A blueprint for Ōtaki
We’re working on how we can support and develop key infrastructure, public transport, and housing in Ōtaki, while also making sure key Government health, education and social services meet our community’s needs, now and in the future. We’re working on important water supply, wastewater, stormwater and roading projects in Ōtaki, to support our community’s resilience and futureproof our town. Our work must be a coordinated effort, so that development is positive and sustainable.
We want to bring together the right people at the right time, so the benefits of any development are supported by iwi and our wider community. We need to protect the unique characteristics and cultural identity of Ōtaki as we look at housing needs for residents and mana whenua.
The Ōtaki Community Board will be fully involved in this work and you'll hear from them as this work begins.
We have a shortage of houses across the Kāpiti Coast, especially in Ōtaki. Our town needs a range of housing, including:
- social housing
- affordable rentals for people who can’t access social housing
- Māori-led housing solutions
- student accommodation.
Traditionally affordable housing has seen the largest price jumps in recent years. This is challenging for existing residents, and has cultural and social impacts for our communities.
Without enough options, local people have been forced out of their communities to find somewhere more affordable to live.
Council’s Housing Strategy 2022 outlines our vision and principles, the roles we can play, and how we can deliver better housing outcomes for Kāpiti in the short, medium and long term. It guides how we prioritise investment, make the most of partnership opportunities, and coordinate our housing support. It focusses on developing affordable and papakāinga housing to help reduce housing pressures.

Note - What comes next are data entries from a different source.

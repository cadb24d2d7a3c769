use super::{execute, CovidSource, Request, Response};
use std::sync::mpsc::{self, Receiver, Sender};
use std::sync::Arc;
use std::thread;
use tracing::{debug, error};

/// Runs fetches off the UI thread.
///
/// Each request gets its own worker so a slow country lookup never blocks a
/// newer one; responses come back over a channel in completion order and the
/// UI loop drains them once per tick. Ordering by request is the selection
/// controller's job (sequence stamps), not this type's.
pub struct Fetcher {
    source: Arc<dyn CovidSource>,
    tx: Sender<Response>,
    rx: Receiver<Response>,
}

impl Fetcher {
    pub fn new(source: Arc<dyn CovidSource>) -> Self {
        let (tx, rx) = mpsc::channel();
        Self { source, tx, rx }
    }

    /// Start a request in the background
    pub fn dispatch(&self, request: Request) {
        let source = Arc::clone(&self.source);
        let tx = self.tx.clone();
        debug!(?request, "dispatching fetch");

        let spawned = thread::Builder::new()
            .name("covid-fetch".into())
            .spawn(move || {
                let response = execute(source.as_ref(), request);
                // Receiver only goes away on shutdown
                let _ = tx.send(response);
            });

        if let Err(e) = spawned {
            error!(error = %e, "failed to spawn fetch worker");
        }
    }

    pub fn dispatch_all(&self, requests: impl IntoIterator<Item = Request>) {
        for request in requests {
            self.dispatch(request);
        }
    }

    /// Responses that have completed since the last drain
    pub fn drain(&self) -> impl Iterator<Item = Response> + '_ {
        self.rx.try_iter()
    }

    /// Block for the next response
    #[cfg(test)]
    pub fn recv_timeout(&self, timeout: std::time::Duration) -> Option<Response> {
        self.rx.recv_timeout(timeout).ok()
    }
}

#[cfg(test)]
mod tests {
    use super::*;
    use crate::error::{FetchError, FetchResult};
    use crate::history::Timeline;
    use crate::model::{CountryRecord, Scope};
    use std::time::Duration;

    struct Fixed;

    impl CovidSource for Fixed {
        fn worldwide(&self) -> FetchResult<CountryRecord> {
            Ok(CountryRecord { cases: 42, ..Default::default() })
        }
        fn countries(&self) -> FetchResult<Vec<CountryRecord>> {
            Ok(Vec::new())
        }
        fn country(&self, code: &str) -> FetchResult<CountryRecord> {
            Err(FetchError::Network(format!("no route to {code}")))
        }
        fn historical(&self, _days: u32) -> FetchResult<Timeline> {
            Ok(Timeline::default())
        }
    }

    #[test]
    fn responses_come_back_over_channel() {
        let fetcher = Fetcher::new(Arc::new(Fixed));
        fetcher.dispatch(Request::Totals { seq: 7, scope: Scope::Worldwide });

        match fetcher.recv_timeout(Duration::from_secs(5)) {
            Some(Response::Totals { seq, scope, result }) => {
                assert_eq!(seq, 7);
                assert_eq!(scope, Scope::Worldwide);
                assert_eq!(result.unwrap().cases, 42);
            }
            other => panic!("unexpected response: {other:?}"),
        }
    }

    #[test]
    fn failures_are_delivered_not_dropped() {
        let fetcher = Fetcher::new(Arc::new(Fixed));
        fetcher.dispatch(Request::Totals { seq: 1, scope: Scope::Country("US".into()) });

        match fetcher.recv_timeout(Duration::from_secs(5)) {
            Some(Response::Totals { result: Err(FetchError::Network(msg)), .. }) => {
                assert!(msg.contains("US"));
            }
            other => panic!("unexpected response: {other:?}"),
        }
    }

    #[test]
    fn drain_is_empty_when_idle() {
        let fetcher = Fetcher::new(Arc::new(Fixed));
        assert_eq!(fetcher.drain().count(), 0);
    }
}
use anyhow::{Context, Result};
use clap::Parser;
use covid_tui::api::{Client, Fetcher};
use covid_tui::app::App;
use covid_tui::config::Args;
use covid_tui::model::MetricKind;
use covid_tui::{data, ui};
use crossterm::event::{
    self, DisableMouseCapture, EnableMouseCapture, Event, KeyCode, KeyEvent, KeyEventKind,
    MouseButton, MouseEvent, MouseEventKind,
};
use crossterm::execute;
use ratatui::DefaultTerminal;
use std::fs::OpenOptions;
use std::path::Path;
use std::sync::{Arc, Mutex};
use std::time::Duration;
use tracing::info;
use tracing_subscriber::EnvFilter;

fn main() -> Result<()> {
    let args = Args::parse();
    init_logging(&args.log_path())?;
    info!(?args, "starting covid-tui");

    let client = Client::new(&args.api_url, args.timeout())?;
    let fetcher = Fetcher::new(Arc::new(client));

    let mut terminal = ratatui::init();
    terminal.clear()?;
    execute!(std::io::stdout(), EnableMouseCapture)?;

    let result = run(&mut terminal, &args, fetcher);

    let _ = execute!(std::io::stdout(), DisableMouseCapture);
    ratatui::restore();

    if let Err(e) = &result {
        tracing::error!(error = %e, "exiting with error");
    }
    result
}

/// Log to a file; the terminal belongs to the UI
fn init_logging(path: &Path) -> Result<()> {
    let file = OpenOptions::new()
        .create(true)
        .append(true)
        .open(path)
        .with_context(|| format!("opening log file {}", path.display()))?;

    tracing_subscriber::fmt()
        .with_env_filter(EnvFilter::try_from_default_env().unwrap_or_else(|_| EnvFilter::new("info")))
        .with_target(false)
        .with_ansi(false)
        .with_writer(Mutex::new(file))
        .init();
    Ok(())
}

fn load_outlines(app: &mut App, data_dir: &Path) {
    if data_dir.exists() {
        data::load_all_geojson(&mut app.map_renderer, data_dir);
    }
    if !app.map_renderer.has_data() {
        info!("no outline data found, using built-in world");
        data::generate_simple_world(&mut app.map_renderer);
    }
}

/// Keys while the country picker is open
fn handle_selector_key(app: &mut App, key: KeyEvent) {
    match key.code {
        KeyCode::Esc => app.close_selector(),
        KeyCode::Enter => app.confirm_selector(),
        KeyCode::Up => app.selector_up(),
        KeyCode::Down => app.selector_down(),
        KeyCode::PageUp => app.selector_page(-10),
        KeyCode::PageDown => app.selector_page(10),
        KeyCode::Backspace => app.selector_backspace(),
        KeyCode::Char(ch) => app.selector_input(ch),
        _ => {}
    }
}

fn handle_key(app: &mut App, key: KeyEvent) {
    if app.selector.is_some() {
        handle_selector_key(app, key);
        return;
    }

    match key.code {
        KeyCode::Char('q') | KeyCode::Esc => app.quit(),

        // Active metric
        KeyCode::Char('1') | KeyCode::Char('c') => app.select_metric(MetricKind::Cases),
        KeyCode::Char('2') | KeyCode::Char('r') => app.select_metric(MetricKind::Recovered),
        KeyCode::Char('3') | KeyCode::Char('d') => app.select_metric(MetricKind::Deaths),

        // Scope
        KeyCode::Char('/') | KeyCode::Char('s') | KeyCode::Enter => app.open_selector(),
        KeyCode::Char('R') => app.refresh(),

        // Pan with hjkl or arrow keys
        KeyCode::Left | KeyCode::Char('h') => app.pan(-10, 0),
        KeyCode::Right | KeyCode::Char('l') => app.pan(10, 0),
        KeyCode::Up | KeyCode::Char('k') => app.pan(0, -6),
        KeyCode::Down | KeyCode::Char('j') => app.pan(0, 6),

        // Zoom
        KeyCode::Char('+') | KeyCode::Char('=') => app.zoom_in(),
        KeyCode::Char('-') | KeyCode::Char('_') => app.zoom_out(),
        KeyCode::Char('0') => app.recenter(),

        // Layer toggles
        KeyCode::Char('b') | KeyCode::Char('B') => app.map_renderer.toggle_borders(),
        KeyCode::Char('o') | KeyCode::Char('O') => app.map_renderer.toggle_bubbles(),
        KeyCode::Char('L') => app.map_renderer.toggle_labels(),

        // Table
        KeyCode::PageUp => app.scroll_table(-1),
        KeyCode::PageDown => app.scroll_table(1),

        _ => {}
    }
}

fn handle_mouse(app: &mut App, mouse: MouseEvent) {
    match mouse.kind {
        MouseEventKind::ScrollUp => app.zoom_at_cell(mouse.column, mouse.row, true),
        MouseEventKind::ScrollDown => app.zoom_at_cell(mouse.column, mouse.row, false),
        // Horizontal scroll for panning (trackpad two-finger swipe)
        MouseEventKind::ScrollLeft => app.pan(-15, 0),
        MouseEventKind::ScrollRight => app.pan(15, 0),
        MouseEventKind::Down(MouseButton::Left) => {
            app.last_mouse = Some((mouse.column, mouse.row));
        }
        MouseEventKind::Drag(MouseButton::Left) => app.handle_drag(mouse.column, mouse.row),
        MouseEventKind::Up(MouseButton::Left) => app.end_drag(),
        _ => {}
    }
}

fn run(terminal: &mut DefaultTerminal, args: &Args, fetcher: Fetcher) -> Result<()> {
    let size = terminal.size()?;
    let mut app = App::new(size.width as usize, size.height as usize, fetcher, args.history_days);
    load_outlines(&mut app, &args.data_dir);

    app.start();
    if let Some(scope) = args.initial_scope() {
        app.select_scope(scope);
    }

    loop {
        app.poll();
        terminal.draw(|frame| ui::render(frame, &app))?;

        // Nothing animates, so a relaxed tick is enough to pick up fetch results
        if event::poll(Duration::from_millis(50))? {
            match event::read()? {
                Event::Key(key) if key.kind == KeyEventKind::Press => handle_key(&mut app, key),
                Event::Mouse(mouse) => handle_mouse(&mut app, mouse),
                Event::Resize(width, height) => app.resize(width as usize, height as usize),
                _ => {}
            }
        }

        if app.should_quit {
            break;
        }
    }

    Ok(())
}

Council, mana whenua and the wider community want a planned and coordinated approach to development in Ōtaki that:
- keeps the town’s cultural identity and unique characteristics
- addresses current and future housing needs
- delivers quality, sustainable development.
We know Ōtaki has unique housing challenges, and solutions must meet these local needs.
We also know housing stress must be looked at with the other issues impacting wellbeing in our community. You can read more about this in Understanding housing need specific to Ōtaki at Housing needs assessment.
You can read more about our work to reduce housing stress across our district at in our Housing section.
Key infrastructure, public transport and government’s health, education and social services are also under pressure in Ōtaki. Parts of our community are also concerned about how growth will impact whānau, the wider community, and the town centre.
The Ōtaki Complex Development Opportunity (CDO) will be a key tool for sustainable development for Ōtaki. This is one of seven CDOs being developed across the Wellington region, forming a regional project to deliver the objectives of the Wellington Regional Growth Framework, which include:
- increasing housing supply, and improving housing affordability and choice
- enabling growth that protects and enhances the quality of the natural environment and accounts for a transition to a low/no carbon future
- improving multi modal access to and between housing, employment, education and services
- encouraging sustainable, resilient and affordable settlement patterns/urban forms that make efficient use of existing infrastructure and resources
- building climate change resilience and avoid increasing the impacts and risks from natural hazards
- creating employment opportunities.
Read more about this in the Framework Report 2021, available at Wellington Regional Growth Framework.
The Ōtaki CDO will give us a framework to help coordinate planning and infrastructure, services and facilities.
CDOs will give transparency through regular monitoring and progress reports, and formalise project partnerships between iwi, central and local government. You can find out more about CDOs at Wellington Regional Growth Framework.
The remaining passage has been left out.